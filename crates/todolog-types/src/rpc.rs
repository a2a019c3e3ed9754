//! Request and response bodies of the mutation RPC surface.
//!
//! | Route                          | Request          | Response         |
//! |--------------------------------|------------------|------------------|
//! | `POST /api/todos/create`       | [`CreateRequest`]| [`ItemTxResponse`]|
//! | `POST /api/todos/update`       | [`UpdateRequest`]| [`ItemTxResponse`]|
//! | `POST /api/todos/toggle`       | [`ToggleRequest`]| [`ItemTxResponse`]|
//! | `POST /api/todos/delete`       | [`DeleteRequest`]| [`TxResponse`]   |
//! | `POST /api/todos/clear-completed` | (none)        | [`TxResponse`]   |

use serde::{Deserialize, Serialize};

use crate::{Item, ItemChanges, ItemId, NewItem, Watermark};

pub type CreateRequest = NewItem;

#[derive(Debug, Clone, PartialEq, Eq, Serialize, Deserialize)]
pub struct UpdateRequest {
    pub id: ItemId,
    pub changes: ItemChanges,
}

#[derive(Debug, Clone, PartialEq, Eq, Serialize, Deserialize)]
pub struct ToggleRequest {
    pub id: ItemId,
}

#[derive(Debug, Clone, PartialEq, Eq, Serialize, Deserialize)]
pub struct DeleteRequest {
    pub ids: Vec<ItemId>,
}

/// A written item plus the watermark of the transaction that wrote it.
#[derive(Debug, Clone, PartialEq, Eq, Serialize, Deserialize)]
pub struct ItemTxResponse {
    pub item: Item,
    pub txid: Watermark,
}

/// Watermark of a write that returns no item. `None` means nothing was written.
#[derive(Debug, Clone, PartialEq, Eq, Serialize, Deserialize)]
pub struct TxResponse {
    pub txid: Option<Watermark>,
}

/// JSON error body returned by every failing route.
#[derive(Debug, Clone, PartialEq, Eq, Serialize, Deserialize)]
pub struct ErrorBody {
    /// Stable machine-readable code (`VALIDATION`, `NOT_FOUND`, ...).
    pub code: String,
    pub message: String,
}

+ + +

## DIRECTIONS
The answer must be every entry, reproduced exactly.

## ANSWER SECTION
filename crates/todolog-types/src/rpc.rs
repository a2a019c3e3ed9754
//! Request and response bodies of the mutation RPC surface.
//!
//! | Route                          | Request          | Response         |
//! |--------------------------------|------------------|------------------|
//! | `POST /api/todos/create`       | [`CreateRequest`]| [`ItemTxResponse`]|
//! | `POST /api/todos/update`       | [`UpdateRequest`]| [`ItemTxResponse`]|
//! | `POST /api/todos/toggle`       | [`ToggleRequest`]| [`ItemTxResponse`]|
//! | `POST /api/todos/delete`       | [`DeleteRequest`]| [`TxResponse`]   |
//! | `POST /api/todos/clear-completed` | (none)        | [`TxResponse`]   |

use serde::{Deserialize, Serialize};

use crate::{Item, ItemChanges, ItemId, NewItem, Watermark};

pub type CreateRequest = NewItem;

#[derive(Debug, Clone, PartialEq, Eq, Serialize, Deserialize)]
pub struct UpdateRequest {
    pub id: ItemId,
    pub changes: ItemChanges,
}

#[derive(Debug, Clone, PartialEq, Eq, Serialize, Deserialize)]
pub struct ToggleRequest {
    pub id: ItemId,
}

#[derive(Debug, Clone, PartialEq, Eq, Serialize, Deserialize)]
pub struct DeleteRequest {
    pub ids: Vec<ItemId>,
}

/// A written item plus the watermark of the transaction that wrote it.
#[derive(Debug, Clone, PartialEq, Eq, Serialize, Deserialize)]
pub struct ItemTxResponse {
    pub item: Item,
    pub txid: Watermark,
}

/// Watermark of a write that returns no item. `None` means nothing was written.
#[derive(Debug, Clone, PartialEq, Eq, Serialize, Deserialize)]
pub struct TxResponse {
    pub txid: Option<Watermark>,
}

/// JSON error body returned by every failing route.
#[derive(Debug, Clone, PartialEq, Eq, Serialize, Deserialize)]
pub struct ErrorBody {
    /// Stable machine-readable code (`VALIDATION`, `NOT_FOUND`, ...).
    pub code: String,
    pub message: String,
}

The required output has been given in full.